On Antarctica’s Thwaites Glacier, scientists drilled through 2,000 feet of ice to ocean water below, and discovered water 2 degrees above freezing.  Losing that glacier triggers almost 3 feet of sea level rise, and it’s going.

Sea level rise brings me to the crash warnings flashing about the economy, because some of these warnings revolve around sea level rise crashing coastal property values.  Others’ warnings are of a crash in what economists call the “carbon bubble.”  

Here’s a binder of these warnings.  I sent this binder to every member of the Senate in February of 2019.

Here is a letter, following up on the warnings in the binder, about warnings that emerged since I sent the binder.  I sent this to members of the Senate Banking Committee.  I would like to enter this into the record.

The warnings are serious.  They come from some of our foremost financial experts.  Let’s walk through what we have in store if we keep sleepwalking through the climate crisis.

Warning one:  coastal property value crash. 

Freddie Mac warned that rising sea levels will prompt a crash in coastal property values worse than the housing crash that triggered the 2008 Financial Crisis.  First Street Foundation found that rising seas have already caused $16 billion in lost property value in coastal homes from Maine to Texas.  Moody’s, the bond rating agency, warns that climate risk will trigger downgrades in coastal communities’ bond ratings.  BlackRock—the biggest asset manager in the world—estimated that by the end of the century, climate change will cause coastal communities annual losses averaging up to 15 percent of local GDP, with hardest-hit communities hit far worse.

Warning two:  a carbon asset bubble crash. 

The Bank of England, Bank of France, Bank of Canada, and European Central Bank — backed by top-tier, peer-reviewed economic papers — all warn that fossil fuel assets are dramatically overvalued on fossil fuel companies’ books, that these assets are actually uneconomic and will become stranded, and that the resulting “carbon asset bubble” crash will swamp the world economy. 

How bad is it?  It’s called “systemic financial risk.” That’s finance-speak for risk to the entire economic system.  Remember the 2008 Financial Crisis?  Bad home mortgages blew up more than mortgage companies.  They caused a brutal economic recession — millions of people lost their jobs, their homes, and their retirement savings.  We are still recovering from that collapse.  That’s systemic financial crisis.  The warnings are, this one will be worse. 

In my recent letter, I looked at recent warnings.  Here’s the Bank for International Settlements’ recent “Green Swan” report.  The title is a reference to the metaphorical black swan:  an unpredictable event with calamitous consequences for the economy.

Here’s what my letter quoted from this report.

Page 1 warns that “[c]limate change could … be the cause of the next systemic financial crisis.”   
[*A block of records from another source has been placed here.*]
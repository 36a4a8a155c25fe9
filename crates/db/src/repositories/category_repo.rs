//! Repository for the `categories` table.

use sqlx::PgPool;

use khayr_core::types::DbId;

use crate::models::category::{Category, CreateCategory, UpdateCategory};

/// Column list shared across queries to avoid repetition.
const COLUMNS: &str = "id, name, description, created_at, updated_at";

/// Provides CRUD operations for categories.
pub struct CategoryRepo;

impl CategoryRepo {
    /// Insert a new category, returning the created row.
    pub async fn create(pool: &PgPool, input: &CreateCategory) -> Result<Category, sqlx::Error> {
        let query = format!(
            "INSERT INTO categories (name, description)
             VALUES ($1, $2)
             RETURNING {COLUMNS}"
        );
        sqlx::query_as::<_, Category>(&query)
            .bind(&input.name)
            .bind(&input.description)
            .fetch_one(pool)
            .await
    }

    /// Find a category by ID.
    pub async fn find_by_id(pool: &PgPool, id: DbId) -> Result<Option<Category>, sqlx::Error> {
        let query = format!("SELECT {COLUMNS} FROM categories WHERE id = $1");
        sqlx::query_as::<_, Category>(&query)
            .bind(id)
            .fetch_optional(pool)
            .await
    }

    /// List all categories, newest first.
    pub async fn list(pool: &PgPool) -> Result<Vec<Category>, sqlx::Error> {
        let query = format!("SELECT {COLUMNS} FROM categories ORDER BY created_at DESC");
        sqlx::query_as::<_, Category>(&query).fetch_all(pool).await
    }

    /// Update a category. Only non-`None` fields in `input` are applied.
    ///
    /// Returns `None` if no row with the given `id` exists.
    pub async fn update(
        pool: &PgPool,
        id: DbId,
        input: &UpdateCategory,
    ) -> Result<Option<Category>, sqlx::Error> {
        let query = format!(
            "UPDATE categories SET
                name = COALESCE($2, name),
                description = COALESCE($3, description)
             WHERE id = $1
             RETURNING {COLUMNS}"
        );
        sqlx::query_as::<_, Category>(&query)
            .bind(id)
            .bind(&input.name)
            .bind(&input.description)
            .fetch_optional(pool)
            .await
    }

    /// Delete a category row. Image rows cascade at the database level; the
    /// caller is responsible for removing stored objects first.
    ///
    /// Returns `true` if a row was deleted.
    pub async fn delete(pool: &PgPool, id: DbId) -> Result<bool, sqlx::Error> {
        let result = sqlx::query("DELETE FROM categories WHERE id = $1")
            .bind(id)
            .execute(pool)
            .await?;
        Ok(result.rows_affected() > 0)
    }
}
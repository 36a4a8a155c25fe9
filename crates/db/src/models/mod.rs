//! Row structs and DTOs, one module per table.

pub mod assignment;
pub mod building;
pub mod category;
pub mod category_image;
pub mod role;
pub mod session;
pub mod user;
pub mod volunteer;
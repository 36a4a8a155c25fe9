//! Repository layer.
//!
//! Each repository is a zero-sized struct providing async CRUD methods
//! that accept `&PgPool` as the first argument.

pub mod assignment_repo;
pub mod building_repo;
pub mod category_image_repo;
pub mod category_repo;
pub mod role_repo;
pub mod session_repo;
pub mod stats_repo;
pub mod user_repo;
pub mod volunteer_repo;

pub use assignment_repo::AssignmentRepo;
pub use building_repo::BuildingRepo;
pub use category_image_repo::CategoryImageRepo;
pub use category_repo::CategoryRepo;
pub use role_repo::RoleRepo;
pub use session_repo::SessionRepo;
pub use stats_repo::StatsRepo;
pub use user_repo::UserRepo;
pub use volunteer_repo::VolunteerRepo;
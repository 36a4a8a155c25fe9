//! Handlers for the `/volunteers` resource.

use axum::extract::{Path, State};
use axum::http::StatusCode;
use axum::Json;

use khayr_core::error::CoreError;
use khayr_core::types::DbId;
use khayr_core::validation::validate_required_name;
use khayr_db::models::volunteer::{CreateVolunteer, UpdateVolunteer, Volunteer};
use khayr_db::repositories::VolunteerRepo;

use crate::error::{AppError, AppResult};
use crate::middleware::rbac::RequireAdmin;
use crate::response::DataResponse;
use crate::state::AppState;

/// GET /api/v1/volunteers
pub async fn list_volunteers(
    State(state): State<AppState>,
    _admin: RequireAdmin,
) -> AppResult<Json<DataResponse<Vec<Volunteer>>>> {
    let data = VolunteerRepo::list(&state.pool).await?;
    Ok(Json(DataResponse { data }))
}

/// POST /api/v1/volunteers
pub async fn create_volunteer(
    State(state): State<AppState>,
    _admin: RequireAdmin,
    Json(input): Json<CreateVolunteer>,
) -> AppResult<(StatusCode, Json<DataResponse<Volunteer>>)> {
    validate_required_name(&input.name, "Volunteer")?;
    let data = VolunteerRepo::create(&state.pool, &input).await?;
    Ok((StatusCode::CREATED, Json(DataResponse { data })))
}

/// GET /api/v1/volunteers/{id}
pub async fn get_volunteer(
    State(state): State<AppState>,
    _admin: RequireAdmin,
    Path(id): Path<DbId>,
) -> AppResult<Json<DataResponse<Volunteer>>> {
    let data = VolunteerRepo::find_by_id(&state.pool, id)
        .await?
        .ok_or_else(|| CoreError::NotFound {
            entity: "Volunteer",
            id,
        })?;
    Ok(Json(DataResponse { data }))
}

/// PUT /api/v1/volunteers/{id}
pub async fn update_volunteer(
    State(state): State<AppState>,
    _admin: RequireAdmin,
    Path(id): Path<DbId>,
    Json(input): Json<UpdateVolunteer>,
) -> AppResult<Json<DataResponse<Volunteer>>> {
    if let Some(name) = &input.name {
        validate_required_name(name, "Volunteer")?;
    }
    let data = VolunteerRepo::update(&state.pool, id, &input)
        .await?
        .ok_or_else(|| CoreError::NotFound {
            entity: "Volunteer",
            id,
        })?;
    Ok(Json(DataResponse { data }))
}

/// DELETE /api/v1/volunteers/{id}
///
/// The volunteer's building assignments cascade at the database level.
pub async fn delete_volunteer(
    State(state): State<AppState>,
    _admin: RequireAdmin,
    Path(id): Path<DbId>,
) -> AppResult<StatusCode> {
    let deleted = VolunteerRepo::delete(&state.pool, id).await?;
    if !deleted {
        return Err(AppError::Core(CoreError::NotFound {
            entity: "Volunteer",
            id,
        }));
    }
    Ok(StatusCode::NO_CONTENT)
}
From page 65: “Central banks, regulators and supervisors have increasingly recognized that climate change is a source of major systemic financial risks,” and “climate catastrophes are even more serious than most systemic financial crises.” 

Again from page 1: “Exceeding climate tipping points could lead to catastrophic and irreversible impacts that would make quantifying financial damages impossible.” 

A little aside here, it’s an odd coincidence that the report’s language mirrors President Trump’s 2009 warning in a New York Times ad that climate change consequences would be “catastrophic and irreversible.”

Page 3:  “The complex chain reactions and cascade[ing] effects associated with both physical and transition risks could generate fundamentally unpredictable environmental, geopolitical, social and economic dynamics.” 

Page 1 again: “climate-related risks will remain largely unhedgeable as long as system-wide action is not undertaken.”

Back to page 3: Like the black swans from which the report derives its title, the “physical and transition risks are characterised by deep uncertainty and nonlinearity, their chances of occurrence are not reflected in past data, and the possibility of extreme values cannot be ruled out.”

Another big warning I quoted in this letter came from Blackrock CEO Larry Fink.  In an open letter to CEOs, he echoes the “Green Swan” warning, saying “[c]limate change has become a defining factor in companies’ long-term prospects,” and as a result “we are on the edge of a fundamental reshaping of finance,” one that is “compelling investors to reassess core assumptions about modern finance.” 

Blackrock is the biggest asset manager in the world.  When its CEO speaks of a fundamental reshaping of modern finance, shaking its core assumptions, that’s serious stuff.

In my letter I cite other recent warnings of this systemic risk, all since the binder; many just this year.   For instance:

In December, the Bank of England proposed climate stress tests for corporations under its regulatory supervision.  We started bank financial stress tests after the 2008 Mortgage Crisis; central banks are starting to do the same for climate change.

In January, massive management consultant McKinsey released a report warning that climate change could “make long-duration borrowing unavailable, impact insurance cost and availability, and reduce terminal values.”  Climate change could “trigger capital reallocation and asset repricing”—finance speak for fundamental upheaval of our economy.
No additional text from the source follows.